入管職員「仮放免の人たちは戻ってくる可能性があるよ」
記者会見の様子。右から大橋毅弁護士、デニズさん、サファリさん、駒井知会弁護士
記者会見のなかでデニズさんはこう証言した。
「私は彼が帰ってきたことに驚かなかった。というのは、職員から
『仮放免の人たちは戻ってくる可能性があるよ』と聞かされていたからです」
そして今、シャーラムさんに続く短期仮放免者も一様に更新が不許可となり、牛久入管に続々と戻されている。だからこそ、仮放免されたデニズさんは今、自分の問題としての不安を隠さない。
デニズさんは8月2日に仮放免されたが、やはり自身の仮放免延長が認められないのではと怖れている。仮放免更新手続きは8月16日朝9時。

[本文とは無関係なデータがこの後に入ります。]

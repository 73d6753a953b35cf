// SPDX-FileCopyrightText: 2026 Bruno Meilick
// SPDX-License-Identifier: LicenseRef-Nereid-FreeUse-NoCopy-NoDerivatives
//
// All rights reserved.
//
// This file is part of glyphtree and is proprietary software.
// Unauthorized copying, modification, or distribution is prohibited.

//! Binary tree model.
//!
//! Trees are built in code or parsed from JSON, then handed read-only to layout and rendering.

pub mod fixtures;
pub mod path;
pub mod tree;

pub use path::{NodePath, ParseNodePathError};
pub use tree::{parse_tree_json, Side, TreeNode, TreeParseError};
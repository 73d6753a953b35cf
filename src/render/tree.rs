// SPDX-FileCopyrightText: 2026 Bruno Meilick
// SPDX-License-Identifier: LicenseRef-Nereid-FreeUse-NoCopy-NoDerivatives
//
// All rights reserved.
//
// This file is part of glyphtree and is proprietary software.
// Unauthorized copying, modification, or distribution is prohibited.

use std::fmt;

use smallvec::SmallVec;

use crate::layout::{
    layout_tree_with_options, LayoutError, LayoutOptions, NodePlacement, TreeLayout,
};
use crate::model::{Side, TreeNode};

use super::text::canvas_to_lines_trimmed;
use super::{
    clamp_highlight_index_to_text, AnnotatedRender, Canvas, CanvasError, HighlightIndex,
    CONNECTOR_LEAN_LEFT, CONNECTOR_LEAN_RIGHT, CONNECTOR_VERTICAL,
};

/// Extra columns right of the last slot so the rightmost glyph and its connectors never clip.
pub const CANVAS_MARGIN_X: usize = 20;
/// Extra rows below the deepest level.
pub const CANVAS_MARGIN_Y: usize = 10;

#[derive(Debug, Clone, PartialEq, Eq)]
pub enum TreeRenderError {
    Layout(LayoutError),
    Canvas(CanvasError),
    MissingPlacement { value: String },
}

impl fmt::Display for TreeRenderError {
    fn fmt(&self, f: &mut fmt::Formatter<'_>) -> fmt::Result {
        match self {
            Self::Layout(err) => write!(f, "layout error: {err}"),
            Self::Canvas(err) => write!(f, "canvas error: {err}"),
            Self::MissingPlacement { value } => {
                write!(f, "missing placement for node {value:?} (layout of a different tree?)")
            }
        }
    }
}

impl std::error::Error for TreeRenderError {
    fn source(&self) -> Option<&(dyn std::error::Error + 'static)> {
        match self {
            Self::Layout(err) => Some(err),
            Self::Canvas(err) => Some(err),
            Self::MissingPlacement { .. } => None,
        }
    }
}

impl From<LayoutError> for TreeRenderError {
    fn from(value: LayoutError) -> Self {
        Self::Layout(value)
    }
}

impl From<CanvasError> for TreeRenderError {
    fn from(value: CanvasError) -> Self {
        Self::Canvas(value)
    }
}

/// Renders `root` with the default spacing.
///
/// An empty tree renders as blank lines only.
pub fn render_tree(root: Option<&TreeNode>) -> Result<String, TreeRenderError> {
    render_tree_with_options(root, LayoutOptions::default())
}

pub fn render_tree_with_options(
    root: Option<&TreeNode>,
    options: LayoutOptions,
) -> Result<String, TreeRenderError> {
    let layout = layout_tree_with_options(root, options)?;
    render_layout(root, &layout)
}

/// Renders a layout previously computed for `root`.
///
/// Output rows have trailing spaces trimmed and every row (blank ones included) ends in `\n`.
pub fn render_layout(
    root: Option<&TreeNode>,
    layout: &TreeLayout<'_>,
) -> Result<String, TreeRenderError> {
    let canvas = paint(root, layout)?;
    Ok(canvas_to_lines_trimmed(&canvas))
}

pub fn render_tree_annotated(root: Option<&TreeNode>) -> Result<AnnotatedRender, TreeRenderError> {
    render_tree_annotated_with_options(root, LayoutOptions::default())
}

/// Like [`render_tree_with_options`], plus the cells each node's glyph covers, keyed by node path.
///
/// Spans are clamped to the trimmed text; glyph cells hidden under a later glyph still count.
pub fn render_tree_annotated_with_options(
    root: Option<&TreeNode>,
    options: LayoutOptions,
) -> Result<AnnotatedRender, TreeRenderError> {
    let layout = layout_tree_with_options(root, options)?;
    let canvas = paint(root, &layout)?;
    let text = canvas_to_lines_trimmed(&canvas);

    let mut highlight_index = HighlightIndex::new();
    for placement in layout.placements_in_order() {
        let x1 = placement.x() + placement.width() - 1;
        let spans = (0..placement.height())
            .map(|row| (placement.y() + row, placement.x(), x1))
            .filter(|&(y, _, _)| y < canvas.height())
            .collect::<Vec<_>>();
        highlight_index.insert(placement.path().clone(), spans);
    }

    clamp_highlight_index_to_text(&mut highlight_index, &text);
    Ok(AnnotatedRender { text, highlight_index })
}

fn canvas_size(layout: &TreeLayout<'_>) -> (usize, usize) {
    let width = layout.max_x().saturating_add(layout.unit()).saturating_add(CANVAS_MARGIN_X);
    let height = layout
        .max_y()
        .saturating_add(layout.options().depth_gap)
        .saturating_add(CANVAS_MARGIN_Y);
    (width, height)
}

/// Stamps glyphs and connectors in pre-order: a node, its connectors, then the left subtree,
/// then the right subtree. Children therefore draw over their parent's connector ends.
fn paint(root: Option<&TreeNode>, layout: &TreeLayout<'_>) -> Result<Canvas, TreeRenderError> {
    let (width, height) = canvas_size(layout);
    let mut canvas = Canvas::new(width, height)?;

    let mut stack = SmallVec::<[&TreeNode; 32]>::new();
    stack.extend(root);
    while let Some(node) = stack.pop() {
        let placement = placement_of(layout, node)?;
        for (row, text) in placement.glyph().rows().iter().enumerate() {
            canvas.write_str_clipped(placement.x(), placement.y() + row, text);
        }

        for side in [Side::Left, Side::Right] {
            if let Some(child) = node.child(side) {
                let child_placement = placement_of(layout, child)?;
                draw_connector(
                    &mut canvas,
                    ConnectorGeometry::between(placement, child_placement),
                    side,
                );
            }
        }

        stack.extend(node.right());
        stack.extend(node.left());
    }

    Ok(canvas)
}

fn placement_of<'l>(
    layout: &'l TreeLayout<'_>,
    node: &TreeNode,
) -> Result<&'l NodePlacement, TreeRenderError> {
    layout
        .placement(node)
        .ok_or_else(|| TreeRenderError::MissingPlacement { value: node.value().to_owned() })
}

#[derive(Debug, Clone, Copy, PartialEq, Eq)]
struct ConnectorGeometry {
    parent_center_x: usize,
    /// First row below the parent's glyph.
    parent_bottom_y: usize,
    child_center_x: usize,
    child_y: usize,
}

impl ConnectorGeometry {
    fn between(parent: &NodePlacement, child: &NodePlacement) -> Self {
        Self {
            parent_center_x: parent.center_x(),
            parent_bottom_y: parent.bottom_y(),
            child_center_x: child.center_x(),
            child_y: child.y(),
        }
    }
}

/// Draws one parent→child connector.
///
/// A child starting at or above the parent's bottom row gets a straight `|` run down the parent's
/// center. Otherwise a one-cell-per-row diagonal leaves the parent's center towards the child:
/// a left child leans `/` unless its center is strictly right of the parent's, a right child leans
/// `\` unless its center is strictly left of it.
fn draw_connector(canvas: &mut Canvas, geometry: ConnectorGeometry, side: Side) {
    let ConnectorGeometry { parent_center_x, parent_bottom_y, child_center_x, child_y } = geometry;

    if child_y <= parent_bottom_y {
        for y in parent_bottom_y..=child_y {
            canvas.put_clipped(parent_center_x, y, CONNECTOR_VERTICAL);
        }
        return;
    }

    let leans_right = match side {
        Side::Left => child_center_x > parent_center_x,
        Side::Right => child_center_x >= parent_center_x,
    };
    let ch = if leans_right { CONNECTOR_LEAN_RIGHT } else { CONNECTOR_LEAN_LEFT };

    for step in 1..=(child_y - parent_bottom_y) {
        let x = if leans_right {
            parent_center_x.checked_add(step)
        } else {
            parent_center_x.checked_sub(step)
        };
        // Columns left of the canvas are clipped like any other out-of-bounds cell.
        if let Some(x) = x {
            canvas.put_clipped(x, parent_bottom_y + step - 1, ch);
        }
    }
}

難民認定申請中の人物に対して3年2か月も収容し、わずか2週間の仮放免ののちに、再収用するのか?
仮放免後、デニズさんが行った精神科の診断書。長年の収容生活での拘禁反応が認められている。極めて危険な精神状態だ
筆者は、デニズさんが収容されているときに5回ほどの面会取材をしている。アクリル板の向こうのデニズさんからは、精神状態の不安定さが感じとられた。自分ではどうにもならない憤りを私にぶつけてきたこともある。仮放免後に精神科を受診したデニズさんは、「拘禁反応の疑い」があると診断された。精神のバランスを取り戻すには長い治療が必要だ。だがそれも受けられないまま、その症状を悪化させる場所へと戻るのはどれほど不安なことか。
デニズさんは自分たちを動物のように扱う入管職員の姿勢に憤りを表していた。その暴力についてはここでは省略するが、デニズさんは再収用への恐れから、会見中に涙を流した。
サファリさん
サファリさんもイランでの迫害に耐えかね、1991年に来日。難民認定申請をしていたが、デニズさんとほぼ同じ3年1か月収容されていた。そして今回のハンストで、何度も吐血や昏睡を経験し、体重が15Kg落ち、仮放免後の今も摂食障害に陥っている。
サファリさんは7月31日に仮放免されるが、そのとき、職員から以下のことを言われた。
「今回の仮放免は2週間だけど、逃げないで帰ってきてね」
つまり今回の仮放免は初めから再収用することが決まっている措置としか言いようがない。仮放免を喜ぶどころか、むしろ不安に襲われたサファリさんは、精神科を訪れて「抑うつ状態」との診断を受けた。彼を抑うつ状態にした原因は、3年以上もの長期収容だ。治療を受けないままその場所に戻ることに、支援者の一人は「サファリさんはもう収容に耐えられなくなっちゃうよ!」と、怒りと悲しみを見せていた。